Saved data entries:

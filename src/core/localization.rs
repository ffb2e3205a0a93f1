//! Localization helpers on top of a geometric model

use crate::core::dtm::ElevationModel;
use crate::core::geomodel::GeoModel;
use crate::types::{check_lengths, GeoResult, GeoTransform, GroundPositions, Heights, InverseLocation};
use serde::{Deserialize, Serialize};

/// Raster geometry of a sensor image
///
/// Physical points use the pixel-centre convention: index (0, 0) maps to the
/// geotransform applied at (0.5, 0.5).
#[derive(Debug, Clone, Copy, PartialEq, Serialize, Deserialize)]
pub struct Image {
    pub nb_rows: usize,
    pub nb_columns: usize,
    pub transform: GeoTransform,
}

impl Image {
    pub fn new(nb_rows: usize, nb_columns: usize, transform: GeoTransform) -> Self {
        Self {
            nb_rows,
            nb_columns,
            transform,
        }
    }

    /// Image without georeferencing: physical points are pixel centres
    pub fn sensor(nb_rows: usize, nb_columns: usize) -> Self {
        Self::new(nb_rows, nb_columns, GeoTransform::identity())
    }

    pub fn pixel_size_row(&self) -> f64 {
        self.transform.pixel_height
    }

    pub fn pixel_size_col(&self) -> f64 {
        self.transform.pixel_width
    }

    /// (row, col) index to georeferenced (row, col)
    pub fn transform_index_to_physical_point(&self, row: f64, col: f64) -> (f64, f64) {
        let (x, y) = self.transform.apply(col + 0.5, row + 0.5);
        (y, x)
    }

    /// Georeferenced (row, col) to (row, col) index
    pub fn transform_physical_point_to_index(&self, row_geo: f64, col_geo: f64) -> GeoResult<(f64, f64)> {
        let (col, row) = self.transform.invert(col_geo, row_geo)?;
        Ok((row - 0.5, col - 0.5))
    }
}

/// Altitude information used to localize points on the ground
#[derive(Clone, Copy)]
pub enum Elevation<'a> {
    /// Same altitude for every point
    Constant(f64),
    /// One altitude per point
    PerPoint(&'a [f64]),
    /// Intersection with a terrain model
    Terrain(&'a dyn ElevationModel),
}

impl std::fmt::Debug for Elevation<'_> {
    fn fmt(&self, f: &mut std::fmt::Formatter<'_>) -> std::fmt::Result {
        match self {
            Elevation::Constant(h) => write!(f, "Constant({})", h),
            Elevation::PerPoint(h) => write!(f, "PerPoint({} values)", h.len()),
            Elevation::Terrain(_) => write!(f, "Terrain"),
        }
    }
}

/// A geometric model bound to an elevation and an optional image geometry
pub struct Localization<'a> {
    model: &'a dyn GeoModel,
    elevation: Elevation<'a>,
    image: Option<&'a Image>,
    fill_nan: bool,
}

impl<'a> Localization<'a> {
    pub fn new(model: &'a dyn GeoModel, elevation: Elevation<'a>, image: Option<&'a Image>) -> Self {
        Self {
            model,
            elevation,
            image,
            fill_nan: true,
        }
    }

    pub fn with_fill_nan(mut self, fill_nan: bool) -> Self {
        self.fill_nan = fill_nan;
        self
    }

    pub fn model(&self) -> &dyn GeoModel {
        self.model
    }

    /// Direct localization of sensor positions
    ///
    /// With `using_geotransform`, `row`/`col` are georeferenced image
    /// coordinates and are first converted to indexes.
    pub fn direct(&self, row: &[f64], col: &[f64], using_geotransform: bool) -> GeoResult<GroundPositions> {
        check_lengths("col", col.len(), row.len())?;

        let (row, col) = match (self.image, using_geotransform) {
            (Some(image), true) => {
                let mut rows = Vec::with_capacity(row.len());
                let mut cols = Vec::with_capacity(col.len());
                for (&r, &c) in row.iter().zip(col.iter()) {
                    let (ri, ci) = image.transform_physical_point_to_index(r, c)?;
                    rows.push(ri);
                    cols.push(ci);
                }
                (rows, cols)
            }
            _ => (row.to_vec(), col.to_vec()),
        };

        match self.elevation {
            Elevation::Constant(h) => self.model.direct_loc_h(&row, &col, h, self.fill_nan),
            Elevation::PerPoint(h) => self.model.direct_loc_h_points(&row, &col, h, self.fill_nan),
            Elevation::Terrain(dtm) => self.model.direct_loc_dtm(&row, &col, dtm),
        }
    }

    /// Inverse localization of ground positions
    ///
    /// With `using_geotransform`, the sensor positions are returned as
    /// georeferenced image coordinates.
    pub fn inverse(
        &self,
        lon: &[f64],
        lat: &[f64],
        alt: Heights<'_>,
        using_geotransform: bool,
    ) -> GeoResult<InverseLocation> {
        let mut sensor = self.model.inverse_loc(lon, lat, alt)?;
        if let (Some(image), true) = (self.image, using_geotransform) {
            for (r, c) in sensor.row.iter_mut().zip(sensor.col.iter_mut()) {
                let (row_geo, col_geo) = image.transform_index_to_physical_point(*r, *c);
                *r = row_geo;
                *c = col_geo;
            }
        }
        Ok(sensor)
    }
}

/// Co-localization: sensor positions in image 2 of points of image 1
///
/// Points of image 1 are localized on the ground with `model1` and
/// `elevation`, then projected in image 2 with `model2`.
#[allow(clippy::too_many_arguments)]
pub fn coloc(
    model1: &dyn GeoModel,
    model2: &dyn GeoModel,
    row: &[f64],
    col: &[f64],
    elevation: Elevation<'_>,
    image1: Option<&Image>,
    image2: Option<&Image>,
    using_geotransform: bool,
) -> GeoResult<InverseLocation> {
    let loc1 = Localization::new(model1, elevation, image1);
    let loc2 = Localization::new(model2, elevation, image2);

    let ground = loc1.direct(row, col, using_geotransform)?;
    check_lengths("ground positions", ground.nrows(), row.len())?;

    let lon = ground.column(0).to_vec();
    let lat = ground.column(1).to_vec();
    let alt = ground.column(2).to_vec();
    loc2.inverse(&lon, &lat, Heights::PerPoint(&alt), using_geotransform)
}

#[cfg(test)]
mod tests {
    use super::*;

    #[test]
    fn test_index_physical_conversions() {
        let image = Image::new(100, 200, GeoTransform::from_gdal([1000.0, 2.0, 0.0, 5000.0, 0.0, -2.0]));
        let (row_geo, col_geo) = image.transform_index_to_physical_point(0.0, 0.0);
        assert_eq!((row_geo, col_geo), (4999.0, 1001.0));
        let (row, col) = image.transform_physical_point_to_index(4999.0, 1001.0).unwrap();
        assert!(row.abs() < 1e-12 && col.abs() < 1e-12);
        assert_eq!(image.pixel_size_row(), -2.0);
        assert_eq!(image.pixel_size_col(), 2.0);
    }

    #[test]
    fn test_sensor_image_is_pixel_centre() {
        let image = Image::sensor(10, 10);
        assert_eq!(image.transform_index_to_physical_point(3.0, 4.0), (3.5, 4.5));
    }
}
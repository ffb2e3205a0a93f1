use crate::core::dtm::Dtm;
use crate::core::localization::Image;
use crate::types::{GeoError, GeoResult, GeoTransform};
use gdal::Dataset;
use ndarray::Array2;
use std::path::Path;

/// Raster reader for terrain models and image geometries
pub struct DtmReader;

impl DtmReader {
    /// Read band 1 of a terrain raster
    pub fn read_dtm<P: AsRef<Path>>(dtm_path: P) -> GeoResult<Dtm> {
        log::info!("Reading DTM from: {}", dtm_path.as_ref().display());

        let dataset = Dataset::open(dtm_path.as_ref())?;
        let geo_transform = dataset.geo_transform()?;
        let (width, height) = dataset.raster_size();

        log::debug!("DTM size: {}x{}", width, height);
        log::debug!("DTM geotransform: {:?}", geo_transform);

        let rasterband = dataset.rasterband(1)?;
        let nodata_value = rasterband.no_data_value().unwrap_or(-32768.0) as f32;
        let band_data = rasterband.read_as::<f32>((0, 0), (width, height), (width, height), None)?;

        let data = Array2::from_shape_vec((height, width), band_data.data)
            .map_err(|e| GeoError::Dtm(format!("Failed to reshape DTM data: {}", e)))?;

        Dtm::new(data, GeoTransform::from_gdal(geo_transform), nodata_value)
    }

    /// Size and geotransform of a raster, without reading its pixels
    pub fn read_image<P: AsRef<Path>>(image_path: P) -> GeoResult<Image> {
        let dataset = Dataset::open(image_path.as_ref())?;
        let (width, height) = dataset.raster_size();
        // rasters without georeferencing fall back to pixel coordinates
        let transform = match dataset.geo_transform() {
            Ok(gt) => GeoTransform::from_gdal(gt),
            Err(e) => {
                log::debug!("{}: no geotransform ({}), using identity", image_path.as_ref().display(), e);
                GeoTransform::identity()
            }
        };
        Ok(Image::new(height, width, transform))
    }
}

> [What needs to be done]: Filter the entries down to the lines that hold "Some". Copy those lines.

> [Result for this task]:
            (Some(image), true) => {
        if let (Some(image), true) = (self.image, using_geotransform) {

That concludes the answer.